Voto di fiducia alla Camera. Giorgia Meloni e Matteo Salvini sui banchi del Governo (ANSA/FABIO FRUSTACI)

Sa che deve superare “i pregiudizi” con cui è guardato il suo governo, anche all’estero. E non a caso per prima cosa assicura che l’Italia è saldamente posizionata con l’Occidente, contro la guerra di Putin in Ucraina, senza alcuna esitazione dentro l’alleanza atlantica. A cambiare sarà però l’atteggiamento: mai più col cappello in mano a Bruxelles, rispetto delle regole sì ma anche richiesta, legittima, di cambiarle.

La Meloni rassicura ma manda anche un messaggio a Bruxelles: non sarò mai la cheerleader di nessuno. Così si esprime nel corso della breve replica pian del voto. E qui il tono diventa più acceso. È il momento di maggior verve polemica della Meloni che si lascia andare a qualche espressione romanesca, dà del “tu” al deputato dei Verdi-Si Aboubakar Soumahoro e attacca la deputata dem Debora Serracchiani che l‘aveva accusata “di essere un passo dietro gli uomini”.“Le sembra che io sia un passo indietro agli uomini?” dice la Meloni dallo scanno occupato dal Capo del Governo. Sono molte le citazioni, dal Papa a Roger Scruton, da Steve Jobs ad Amartya Sen. Il riferimento, più volte, al Risorgimento. Una condanna delle leggi razziali “momento più basso” della storia italiana e presa di distanza da tutti i “regimi antidemocratici, fascismo compreso”.

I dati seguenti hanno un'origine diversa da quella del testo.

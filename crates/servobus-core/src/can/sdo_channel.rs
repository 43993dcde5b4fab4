//! Adapts [`CanFabric::xmit_sdo`] to the transport-agnostic [`SdoChannel`]
//! trait, and wires the PVT segment stream onto a pair of dedicated COB-IDs.

use std::sync::{Arc, Condvar, Mutex};
use std::time::Duration;

use crate::error::Error;
use crate::sdo::SdoChannel;
use crate::transport::{CanFrame, CanPort};
use crate::trajectory::wire::{BufferStatus, SEGMENT_LEN};
use crate::trajectory::SegmentChannel;

use super::{CanFabric, CanReceiver};

/// Per-node handle binding an `SdoEngine` to one node's request/response
/// pair on a `CanFabric`.
pub struct CanSdoChannel<P: CanPort + 'static> {
    fabric: Arc<CanFabric<P>>,
    node_id: u8,
}

impl<P: CanPort + 'static> CanSdoChannel<P> {
    pub fn new(fabric: Arc<CanFabric<P>>, node_id: u8) -> Self {
        Self { fabric, node_id }
    }
}

impl<P: CanPort + 'static> SdoChannel for CanSdoChannel<P> {
    fn transfer(&self, request: &[u8], timeout: Duration) -> Result<Vec<u8>, Error> {
        let mut frame = [0u8; 8];
        frame[..request.len().min(8)].copy_from_slice(&request[..request.len().min(8)]);
        let reply = self.fabric.xmit_sdo(self.node_id, &frame, timeout)?;
        Ok(reply.to_vec())
    }

    fn supports_block(&self) -> bool {
        true
    }
}

/// RPDO4 (host to drive) and TPDO4 (drive to host), reserved here for PVT
/// segment transport so they don't collide with the configurable PDO
/// mapping layer.
pub const PVT_COMMAND_BASE: u32 = 0x500;
pub const PVT_STATUS_BASE: u32 = 0x480;

struct StatusSlot {
    value: Mutex<Option<BufferStatus>>,
    cond: Condvar,
}

impl CanReceiver for StatusSlot {
    fn new_frame(&self, frame: &CanFrame) {
        if frame.len < 4 {
            return;
        }
        let word = u32::from_le_bytes([frame.data[0], frame.data[1], frame.data[2], frame.data[3]]);
        *self.value.lock().unwrap() = Some(BufferStatus::from_u32(word));
        self.cond.notify_all();
    }
}

/// Binds a [`PvtStreamer`](crate::trajectory::PvtStreamer) to one node's PVT
/// COB-ID pair. The drive publishes its status word cyclically on
/// `PVT_STATUS_BASE + node_id`; `read_status` blocks for the next update.
pub struct CanSegmentChannel<P: CanPort + 'static> {
    fabric: Arc<CanFabric<P>>,
    node_id: u8,
    status: Arc<StatusSlot>,
}

impl<P: CanPort + 'static> CanSegmentChannel<P> {
    pub fn new(fabric: Arc<CanFabric<P>>, node_id: u8) -> Self {
        let status = Arc::new(StatusSlot { value: Mutex::new(None), cond: Condvar::new() });
        fabric.enable_receiver(PVT_STATUS_BASE + node_id as u32, status.clone());
        Self { fabric, node_id, status }
    }
}

impl<P: CanPort + 'static> SegmentChannel for CanSegmentChannel<P> {
    fn send_segment(&self, bytes: &[u8; SEGMENT_LEN]) -> Result<(), Error> {
        let frame = CanFrame::data_frame(PVT_COMMAND_BASE + self.node_id as u32, bytes);
        self.fabric.xmit(&frame, Duration::from_millis(50))
    }

    fn read_status(&self) -> Result<BufferStatus, Error> {
        let mut guard = self.status.value.lock().unwrap();
        if guard.is_none() {
            let (g, _) = self.status.cond.wait_timeout(guard, Duration::from_millis(200)).unwrap();
            guard = g;
        }
        guard.ok_or(Error::Transport(crate::error::TransportError::Timeout))
    }
}

#[cfg(test)]
mod tests {
    use super::*;
    use crate::config::NetworkSettings;
    use crate::transport::test_support::LoopbackCan;

    #[test]
    fn segment_channel_reads_cyclically_published_status() {
        let (host, mut node_port) = LoopbackCan::pair();
        let fabric = CanFabric::new(host, NetworkSettings::default());
        fabric.open().unwrap();
        let channel = CanSegmentChannel::new(fabric.clone(), 5);

        node_port.open().unwrap();
        let status = BufferStatus { next_expected: 3, free_slots: 10, error_flags: 0, empty: false };
        let frame = CanFrame::data_frame(PVT_STATUS_BASE + 5, &status.to_u32().to_le_bytes());
        node_port.send(&frame).unwrap();

        std::thread::sleep(Duration::from_millis(50));
        let observed = channel.read_status().unwrap();
        assert_eq!(observed, status);
        fabric.close().unwrap();
    }
}
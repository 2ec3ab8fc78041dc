//! Service configuration.
//!
//! Loaded from a TOML file. Every section is optional and falls back to its
//! defaults, so an empty file is a valid configuration.

use serde::{Deserialize, Serialize};
use std::net::SocketAddr;
use std::path::{Path, PathBuf};
use std::time::Duration;
use thiserror::Error;
use tracing_subscriber::EnvFilter;

#[derive(Debug, Clone, Default, PartialEq, Serialize, Deserialize)]
#[serde(deny_unknown_fields)]
pub struct AppConfig {
    #[serde(default)]
    pub server: ServerConfig,

    #[serde(default)]
    pub sweep: SweepConfig,

    #[serde(default)]
    pub seed: SeedConfig,

    #[serde(default)]
    pub logging: LoggingConfig,
}

impl AppConfig {
    /// Load configuration from a TOML file.
    ///
    /// # Errors
    ///
    /// Returns an error if the file cannot be read, parsed or validated.
    pub fn from_file(path: &Path) -> Result<Self, ConfigError> {
        let content = std::fs::read_to_string(path)?;
        Self::from_toml(&content)
    }

    /// Parse and validate configuration from a TOML string.
    pub fn from_toml(content: &str) -> Result<Self, ConfigError> {
        let config: Self = toml::from_str(content)?;
        config.validate()?;
        Ok(config)
    }

    pub fn validate(&self) -> Result<(), ConfigError> {
        self.server.bind_addr()?;
        if self.sweep.interval_secs == 0 {
            return Err(ConfigError::Validation(
                "sweep.interval_secs must be greater than zero".to_string(),
            ));
        }
        self.logging.filter()?;
        Ok(())
    }
}

#[derive(Debug, Clone, PartialEq, Serialize, Deserialize)]
#[serde(deny_unknown_fields)]
pub struct ServerConfig {
    #[serde(default = "default_bind")]
    pub bind: String,
}

impl ServerConfig {
    pub fn bind_addr(&self) -> Result<SocketAddr, ConfigError> {
        self.bind
            .parse()
            .map_err(|e| ConfigError::Validation(format!("server.bind '{}': {e}", self.bind)))
    }
}

impl Default for ServerConfig {
    fn default() -> Self {
        Self { bind: default_bind() }
    }
}

fn default_bind() -> String {
    "127.0.0.1:8080".to_string()
}

/// Schedule of the staleness sweep.
#[derive(Debug, Clone, PartialEq, Serialize, Deserialize)]
#[serde(deny_unknown_fields)]
pub struct SweepConfig {
    #[serde(default = "default_true")]
    pub enabled: bool,

    #[serde(default = "default_interval_secs")]
    pub interval_secs: u64,
}

impl SweepConfig {
    pub fn interval(&self) -> Duration {
        Duration::from_secs(self.interval_secs)
    }
}

impl Default for SweepConfig {
    fn default() -> Self {
        Self {
            enabled: true,
            interval_secs: default_interval_secs(),
        }
    }
}

fn default_true() -> bool {
    true
}

fn default_interval_secs() -> u64 {
    300
}

#[derive(Debug, Clone, Default, PartialEq, Serialize, Deserialize)]
#[serde(deny_unknown_fields)]
pub struct SeedConfig {
    /// Roster CSV enrolled at startup.
    #[serde(default)]
    pub roster: Option<PathBuf>,
}

#[derive(Debug, Clone, PartialEq, Serialize, Deserialize)]
#[serde(deny_unknown_fields)]
pub struct LoggingConfig {
    /// `EnvFilter` directive, e.g. `info` or `college_records=debug`.
    #[serde(default = "default_level")]
    pub level: String,
}

impl LoggingConfig {
    pub fn filter(&self) -> Result<EnvFilter, ConfigError> {
        parse_filter(&self.level)
    }
}

/// Parses an `EnvFilter` directive, rejecting blank or malformed ones.
pub fn parse_filter(level: &str) -> Result<EnvFilter, ConfigError> {
    if level.trim().is_empty() {
        return Err(ConfigError::Validation("logging.level must not be empty".to_string()));
    }
    EnvFilter::try_new(level)
        .map_err(|e| ConfigError::Validation(format!("logging.level '{level}': {e}")))
}

impl Default for LoggingConfig {
    fn default() -> Self {
        Self { level: default_level() }
    }
}

fn default_level() -> String {
    "info".to_string()
}

#[derive(Debug, Error)]
pub enum ConfigError {
    #[error("failed to read configuration file: {0}")]
    Io(#[from] std::io::Error),

    #[error("failed to parse configuration: {0}")]
    Parse(#[from] toml::de::Error),

    #[error("configuration validation failed: {0}")]
    Validation(String),
}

L’Italia viene infine paragonata alla Amerigo Vespucci, “la nave più bella del mondo” e il progetto che presenta guarda a un orizzonte di qui “a 10 anni”. Negli ultimi dieci, osserva creando qualche imbarazzo negli alleati che in quei governi, in diverse combinazioni, ci sono stati, l’Italia non è mai cresciuta perché i governi cambiavano ogni due anni. Ora invece deve diventare “un affare” investire in Italia, dice elencando i capisaldi della politica economica che sono stati anche gli slogan della campagna elettorale: “non disturbare chi vuole fare”, “più assumi meno paghi”, la “tregua fiscale”. Il Pnrr da portare avanti ma con i dovuti “aggiustamenti”. La difesa degli asset “strategici”. Tutto in nome di quell’interesse della “nazione”, parola che ricorre ben 15 volte.